Title: Representation of Function Variants for Embedded System Optimization and Synthesis
Summary: This paper proposes a novel approach for the coherent representation and selection of function variants in the different phases of the design process. They utilize a real example from the video processing domain to illustrate the example. An System Property Interval model is used and extended to show the concepts of function variants. They define clusters and interfaces using the function variants and explain the seclection processes.
Back to listings

Title: Fast Prototyping: a system design flow applied to a complex System-On-Chip multiprocessor design
Summary: This paper introduces CoWare N2C which is supposed to reduce time to market, enable concurrent hardware and software development, enable early verificatin, and productive reuse of intellectual property. The describe the challenges of system on a chip design and illustrates how the use of this product would provide solutions. The tools used in the actual development of their product and the strategies used were also discussed. Some of the perks of this product was the ability to refine behvariorl C descriptions down to a clocked-C (similar to VHDL RTL), cross checking capabilities, functional validation, fully emulated prototypes, and co-simulation engine that allows hybrid prototyping. They give descriptions on the prototyping of the megacell and the overall system. The time it took to design their system was achieved in four to five months which is significantly shorter than would be expected.
Back to listings

Title: Code Compression for Embedded Systems
Summary: Code compression can provide substantial savings in terms of size for memory. Two algorithms were proposed in the paper to compress code in a space efficient and simple to decompose way. a) SAMC (Semi Adaptive Markov Compression) uses a binary arithmetic coder driven by a Markov model. The idea is to divide instructions into 4 streams of eight bits each (for a 32 bit word) and build Markov models for each one of them. b) SADC(Semi Adaptive Dictionary Compression) uses a semi adaptive dictionary method to compress opcodes, opcode register combinations and opcode immediate combinations. The basic idea is that opcodes in an instruction sequence tend to exhibit some dependence between them. These dependencies are exploited by generating new augmented opcodes which combine several opcodes together.

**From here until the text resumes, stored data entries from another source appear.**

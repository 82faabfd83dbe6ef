use chrono::{DateTime, Duration, Utc};
use serde::{Deserialize, Serialize};
use tracing::{debug, info};

use plateguard_core::config::AlertConfig;
use plateguard_core::errors::AlertError;
use plateguard_core::models::{StolenAlertInfo, Timestamp, VehicleRecord};

/// Point-in-time view of an alert for display.
#[derive(Debug, Clone, Copy, PartialEq, Eq, Serialize, Deserialize)]
pub struct AlertStatus {
    pub is_active: bool,
    pub days_remaining: i64,
    pub can_renew_free: bool,
}

/// Activation, expiry and free renewal of stolen alerts.
#[derive(Debug, Clone)]
pub struct StolenAlertLifecycle {
    duration: Duration,
    renewal_window_days: i64,
}

impl StolenAlertLifecycle {
    pub fn new(config: &AlertConfig) -> Self {
        Self {
            duration: Duration::try_days(config.duration_days).unwrap_or(Duration::MAX),
            renewal_window_days: config.free_renewal_window_days,
        }
    }

    pub fn duration(&self) -> Duration {
        self.duration
    }

    /// `now + duration`, saturating at the latest representable instant.
    fn expiry_from(&self, now: Timestamp) -> Timestamp {
        now.checked_add_signed(self.duration).unwrap_or(DateTime::<Utc>::MAX_UTC)
    }

    /// Start a fresh paid alert on `vehicle`, replacing any previous one.
    /// A repurchase therefore resets `renewal_used`.
    pub fn activate(&self, vehicle: &mut VehicleRecord, now: Timestamp) -> StolenAlertInfo {
        let info = StolenAlertInfo {
            activated_at: now,
            expires_at: self.expiry_from(now),
            renewal_used: false,
            is_active: true,
        };
        if vehicle.stolen_alert.is_some() {
            info!(plate = %vehicle.plate, "stolen alert repurchased");
        } else {
            info!(plate = %vehicle.plate, "stolen alert activated");
        }
        vehicle.stolen_alert = Some(info.clone());
        info
    }

    pub fn is_active(&self, info: &StolenAlertInfo, now: Timestamp) -> bool {
        now < info.expires_at
    }

    /// Whole days left, rounded up, never negative. Positive exactly when
    /// [`Self::is_active`] holds.
    pub fn days_remaining(&self, info: &StolenAlertInfo, now: Timestamp) -> i64 {
        let left = info.expires_at - now;
        if left <= Duration::zero() {
            return 0;
        }
        let whole = left.num_days();
        if left > Duration::days(whole) {
            whole + 1
        } else {
            whole
        }
    }

    /// Open while the single free renewal is unused and the alert is within
    /// the renewal window of expiry, or already expired.
    pub fn can_renew_free(&self, info: &StolenAlertInfo, now: Timestamp) -> bool {
        !info.renewal_used && self.days_remaining(info, now) <= self.renewal_window_days
    }

    /// Extend the alert by the standard duration from `now` and mark the
    /// free renewal used.
    pub fn renew_free(
        &self,
        info: &StolenAlertInfo,
        now: Timestamp,
    ) -> Result<StolenAlertInfo, AlertError> {
        if info.renewal_used {
            return Err(AlertError::RenewalAlreadyUsed);
        }
        let days_remaining = self.days_remaining(info, now);
        if days_remaining > self.renewal_window_days {
            return Err(AlertError::RenewalWindowNotOpen {
                days_remaining,
                window_days: self.renewal_window_days,
            });
        }
        let renewed = StolenAlertInfo {
            activated_at: info.activated_at,
            expires_at: self.expiry_from(now),
            renewal_used: true,
            is_active: true,
        };
        debug!(expires_at = %renewed.expires_at, "stolen alert renewed free");
        Ok(renewed)
    }

    /// [`Self::renew_free`] applied to the alert stored on `vehicle`.
    pub fn renew_vehicle_free(
        &self,
        vehicle: &mut VehicleRecord,
        now: Timestamp,
    ) -> Result<StolenAlertInfo, AlertError> {
        let current = vehicle
            .stolen_alert
            .as_ref()
            .ok_or_else(|| AlertError::NotActivated {
                plate: vehicle.plate.to_string(),
            })?;
        let renewed = self.renew_free(current, now)?;
        vehicle.stolen_alert = Some(renewed.clone());
        info!(plate = %vehicle.plate, "stolen alert free renewal used");
        Ok(renewed)
    }

    /// Recompute the cached `is_active` flag. Returns true if it changed.
    pub fn refresh(&self, info: &mut StolenAlertInfo, now: Timestamp) -> bool {
        let active = self.is_active(info, now);
        let changed = info.is_active != active;
        info.is_active = active;
        changed
    }

    pub fn status(&self, info: &StolenAlertInfo, now: Timestamp) -> AlertStatus {
        AlertStatus {
            is_active: self.is_active(info, now),
            days_remaining: self.days_remaining(info, now),
            can_renew_free: self.can_renew_free(info, now),
        }
    }
}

The compression performance results showed significant improvements over previous attempts.SAMC (Semi Adaptive Markov Compression) is targetted for RISC instruction sets with fixedsized instructions and can work for any architecture.Compression ratios are comparable to UNIX compress.SADC(Semi Adaptive Dictionary Compression) works on a specific program and instruction set.As a result it can achieve significantly better compression. As it is a dictionary method it allows for fast hardware implementations.
Back to listings

Title: Customized Instruction-Sets for Embedded Processors
Summary: Instruction Set Architectures (ISA) are the most visible instructions of the processor. It is the contract between the hardware and the software. The major motivation for breaking the ISA is that doing so can lead to performance or performance/price gains.
There are 5 barriers that come in the way of breaking the ISA:
1. Existing binaries barrier:
2. Toolchain devolopment and mentainance costs
3. Lost savings/ higher chip cost due to lower volumes:
4. Hardware devolpoment costs: Each variant processor needs a new chip design.
5. The product devolopment cycle for embedded products:

The paper discusses why each of the above is a barrier and some solutions .The paper then outlines the factors that the author believes will cause ISA's to become performance driven families of what are now incompatable ISA's.
Back to listings

Title: Instruction Fetch Energy Reduction Using Loop Caches For Embedded Applications with Small Tight Loops
Summary: In this paper they propose using a small instruction buffer called a loop cache to reduce the instruction fetch energy when executing tight program loops. Instructions are specified to the execution core either from the loop cache or from the main cache. The proposed technique is based on a special class of branch instructions called the short backward branch instruction(sbb). When a sbb is detected in an instruction stream and found to be taken, the loop cache controller assumes that we are starting to execute the second iteration of the program loop and tries to fill up the loop cache. From the third iteration onwards the controller directs all the instruction requests to the loop cache and shuts off the main cache completly.

The loop cache controller knows precisely when the next instruction request will hit in the loop cache well ahead of time. The loop cache has no address tag store. It can be implemented as a direct mapped array.There is no valid bit associated with each loop cache entry. It does not require program loops to be aligned to any perticular address boundry . But most importantly there is no cycle count penalty nor cycle time degredation associated with this technique.
Back to listings

Title: Selective Instruction Compression for Memory Energy Reduction in Embedded System
Summary: The authors propose a technique for reducing energy required by firmware code to execute on embedded systems. The main idea here is that firmware running on a given embedded processor uses only a small subset of the instructions supported by the processor.By replacing such instructions with binary patterns of limited with (i.e. log2 N), memory bandwidth usage can be reduced, thus decreasing the total energy. Each time an instruction is fetched from the memory it is first decompressed by means of an instruction decompression table and then passed to the processor's decoding logic. The authors propose to compress only a subset of fixed cardinality(256 elements) of the instructions used in the program.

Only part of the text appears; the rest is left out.